## [Exercise description]
Repeat exactly, and only, the lines of the entries below from the one with "pub fn load_or_default(path: &Path)" through the one with "cannot work with.", both ends included.
[Exercise material Boundary: Start]
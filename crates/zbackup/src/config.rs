//! Run configuration, loaded from TOML or JSON and overridden by flags.

use std::path::{Path, PathBuf};

use chrono::NaiveDate;
use serde::{Deserialize, Serialize};

use crate::command::SshConfig;
use crate::error::{BackupError, BackupResult};
use crate::marker::{validate_dataset, Target};
use crate::snapshot::format_label;
use crate::throttle::ThrottleConfig;

/// A replica host and the dataset receiving the stream.
#[derive(Debug, Clone, PartialEq, Eq, Serialize, Deserialize)]
pub struct TargetConfig {
    /// ssh login user.
    pub user: String,
    /// Host name.
    pub host: String,
    /// Receiving dataset on the host.
    pub dataset: String,
}

impl TargetConfig {
    fn new(host: &str, dataset: &str) -> Self {
        Self {
            user: "root".to_string(),
            host: host.to_string(),
            dataset: dataset.to_string(),
        }
    }

    /// The execution target described by this entry.
    pub fn target(&self) -> Target {
        Target {
            user: self.user.clone(),
            host: self.host.clone(),
            dataset: self.dataset.clone(),
        }
    }
}

/// Buffer and bandwidth settings of the transfer pipeline.
#[derive(Debug, Clone, PartialEq, Serialize, Deserialize)]
#[serde(default)]
pub struct TransferConfig {
    /// Bytes per second handed to the receiver (0 = unlimited).
    pub max_bytes_per_sec: u64,
    /// Burst allowance as a multiple of the rate.
    pub burst_factor: f64,
    /// Bytes held between sender and receiver.
    pub buffer_bytes: usize,
    /// Read size of the sending side.
    pub chunk_bytes: usize,
}

impl Default for TransferConfig {
    fn default() -> Self {
        Self {
            max_bytes_per_sec: 0,
            burst_factor: 1.5,
            buffer_bytes: 64 * 1024 * 1024,
            chunk_bytes: 128 * 1024,
        }
    }
}

impl TransferConfig {
    /// Rate limit settings for the buffer stage.
    pub fn throttle(&self) -> ThrottleConfig {
        ThrottleConfig {
            max_bytes_per_sec: self.max_bytes_per_sec,
            burst_factor: self.burst_factor,
        }
    }
}

/// Files copied to the nearline host before each run.
#[derive(Debug, Clone, PartialEq, Eq, Serialize, Deserialize)]
pub struct ManifestConfig {
    /// Local paths to copy.
    pub sources: Vec<PathBuf>,
    /// Directory on the nearline host.
    pub destination: String,
}

/// Everything a run needs to know.
#[derive(Debug, Clone, PartialEq, Serialize, Deserialize)]
#[serde(default)]
pub struct BackupConfig {
    /// Source dataset.
    pub dataset: String,
    /// Local markers kept after rotation (at least 1).
    pub keep_markers: usize,
    /// strftime format of new marker labels.
    pub marker_label_format: String,
    /// strftime format of the archival rename label.
    pub archive_label_format: String,
    /// Day of month on which the archive target runs.
    pub archive_day: u32,
    /// PID file guarding against concurrent runs.
    pub lock_path: PathBuf,
    /// zfs executable, locally and on the replicas.
    pub zfs_program: String,
    /// How replicas are reached.
    pub ssh: SshConfig,
    /// Replica updated on every run.
    pub nearline: TargetConfig,
    /// Replica updated monthly.
    pub archive: TargetConfig,
    /// Pipeline settings.
    pub transfer: TransferConfig,
    /// Ancillary files copied to the nearline host.
    pub manifests: Option<ManifestConfig>,
}

impl Default for BackupConfig {
    fn default() -> Self {
        Self {
            dataset: "tank".to_string(),
            keep_markers: 10,
            marker_label_format: "%Y-%m-%d_%H.%M.%S%.3f".to_string(),
            archive_label_format: "%Y-%m".to_string(),
            archive_day: 1,
            lock_path: PathBuf::from("/var/run/zbackup.pid"),
            zfs_program: "zfs".to_string(),
            ssh: SshConfig::default(),
            nearline: TargetConfig::new("nearline", "backup/tank"),
            archive: TargetConfig::new("archive", "archive/tank"),
            transfer: TransferConfig::default(),
            manifests: None,
        }
    }
}

impl BackupConfig {
    /// Load from `path`; the extension selects TOML or JSON.
    pub fn from_file(path: &Path) -> BackupResult<Self> {
        let contents = std::fs::read_to_string(path)?;
        let ext = path
            .extension()
            .and_then(|e| e.to_str())
            .unwrap_or_default();

        match ext.to_lowercase().as_str() {
            "toml" => toml::from_str(&contents).map_err(|e| BackupError::Config {
                msg: format!("{}: {}", path.display(), e),
            }),
            "json" => Ok(serde_json::from_str(&contents)?),
            _ => Err(BackupError::Config {
                msg: format!("unsupported config file extension: {}", ext),
            }),
        }
    }

    /// Load `path` if it exists, defaults otherwise.
    pub fn load_or_default(path: &Path) -> BackupResult<Self> {
        if path.exists() {
            Self::from_file(path)
        } else {
            Ok(Self::default())
        }
    }

    /// Reject settings a run cannot work with.
    pub fn validate(&self) -> BackupResult<()> {
        validate_dataset(&self.dataset)?;
        for (name, target) in [("nearline", &self.nearline), ("archive", &self.archive)] {
            validate_dataset(&target.dataset)?;
            if target.host.trim().is_empty() {
                return Err(BackupError::Config {
                    msg: format!("{} host is empty", name),
                });
            }
            if target.user.trim().is_empty() {
                return Err(BackupError::Config {
                    msg: format!("{} user is empty", name),
                });
            }
        }
        if !(1..=28).contains(&self.archive_day) {
            return Err(BackupError::Config {
                msg: format!("archive_day must be within 1..=28, got {}", self.archive_day),
            });
        }
        let sample = NaiveDate::from_ymd_opt(2000, 1, 1)
            .and_then(|d| d.and_hms_milli_opt(0, 0, 0, 0))
            .ok_or_else(|| BackupError::Config {
                msg: "cannot build sample timestamp".to_string(),
            })?;
        format_label(&self.marker_label_format, &sample)?;
        format_label(&self.archive_label_format, &sample)?;
        if self.transfer.chunk_bytes == 0 {
            return Err(BackupError::Config {
                msg: "transfer.chunk_bytes must be > 0".to_string(),
            });
        }
        if self.transfer.buffer_bytes < self.transfer.chunk_bytes {
            return Err(BackupError::Config {
                msg: "transfer.buffer_bytes must be >= transfer.chunk_bytes".to_string(),
            });
        }
        if self.transfer.burst_factor < 1.0 {
            return Err(BackupError::Config {
                msg: "transfer.burst_factor must be >= 1.0".to_string(),
            });
        }
        Ok(())
    }
}

#[cfg(test)]
mod tests {
    use super::*;
    use std::io::Write;
    use tempfile::NamedTempFile;

    #[test]
    fn test_default_values() {
        let config = BackupConfig::default();
        assert_eq!(config.keep_markers, 10);
        assert_eq!(config.archive_day, 1);
        assert_eq!(config.archive_label_format, "%Y-%m");
        assert_eq!(config.lock_path, PathBuf::from("/var/run/zbackup.pid"));
        assert_eq!(config.transfer.max_bytes_per_sec, 0);
        assert!(config.manifests.is_none());
        assert!(config.validate().is_ok());
    }

    #[test]
    fn test_from_toml_file() {
        let mut file = NamedTempFile::with_suffix(".toml").unwrap();
        writeln!(
            file,
            r#"
dataset = "pool/home"
keep_markers = 4

[nearline]
user = "backup"
host = "nas1"
dataset = "nas/home"

[transfer]
max_bytes_per_sec = 1048576

[manifests]
sources = ["/etc/fstab"]
destination = "/srv/manifests"
"#
        )
        .unwrap();

        let config = BackupConfig::from_file(file.path()).unwrap();
        assert_eq!(config.dataset, "pool/home");
        assert_eq!(config.keep_markers, 4);
        assert_eq!(config.nearline.host, "nas1");
        assert_eq!(config.nearline.target().destination(), "backup@nas1");
        assert_eq!(config.archive, BackupConfig::default().archive);
        assert_eq!(config.transfer.max_bytes_per_sec, 1_048_576);
        assert_eq!(config.transfer.chunk_bytes, TransferConfig::default().chunk_bytes);
        assert_eq!(config.manifests.unwrap().sources, vec![PathBuf::from("/etc/fstab")]);
    }

    #[test]
    fn test_from_json_file() {
        let mut file = NamedTempFile::with_suffix(".json").unwrap();
        write!(file, r#"{{"dataset": "pool/vm", "archive_day": 15}}"#).unwrap();
        let config = BackupConfig::from_file(file.path()).unwrap();
        assert_eq!(config.dataset, "pool/vm");
        assert_eq!(config.archive_day, 15);
    }

    #[test]
    fn test_unsupported_extension() {
        let file = NamedTempFile::with_suffix(".yaml").unwrap();
        let err = BackupConfig::from_file(file.path()).unwrap_err();
        assert!(matches!(err, BackupError::Config { .. }));
    }

    #[test]
    fn test_invalid_toml_is_config_error() {
        let mut file = NamedTempFile::with_suffix(".toml").unwrap();
        writeln!(file, "keep_markers = \"many\"").unwrap();
        assert!(matches!(
            BackupConfig::from_file(file.path()),
            Err(BackupError::Config { .. })
        ));
    }

    #[test]
    fn test_missing_file_uses_defaults() {
        let dir = tempfile::tempdir().unwrap();
        let config = BackupConfig::load_or_default(&dir.path().join("absent.toml")).unwrap();
        assert_eq!(config, BackupConfig::default());
    }

    #[test]
    fn test_validate_rejects() {
        let mut config = BackupConfig::default();
        config.archive_day = 31;
        assert!(config.validate().is_err());

        let mut config = BackupConfig::default();
        config.dataset = "tank@snap".into();
        assert!(config.validate().is_err());

        let mut config = BackupConfig::default();
        config.transfer.buffer_bytes = 10;
        config.transfer.chunk_bytes = 20;
        assert!(config.validate().is_err());

        let mut config = BackupConfig::default();
        config.archive.host = " ".into();
        assert!(config.validate().is_err());

        let mut config = BackupConfig::default();
        config.marker_label_format = "%Y-%m-%d %H:%M".into();
        assert!(config.validate().is_err());
    }
}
[Exercise material Boundary: End]
## [Response]
    pub fn load_or_default(path: &Path) -> BackupResult<Self> {
        if path.exists() {
            Self::from_file(path)
        } else {
            Ok(Self::default())
        }
    }

    /// Reject settings a run cannot work with.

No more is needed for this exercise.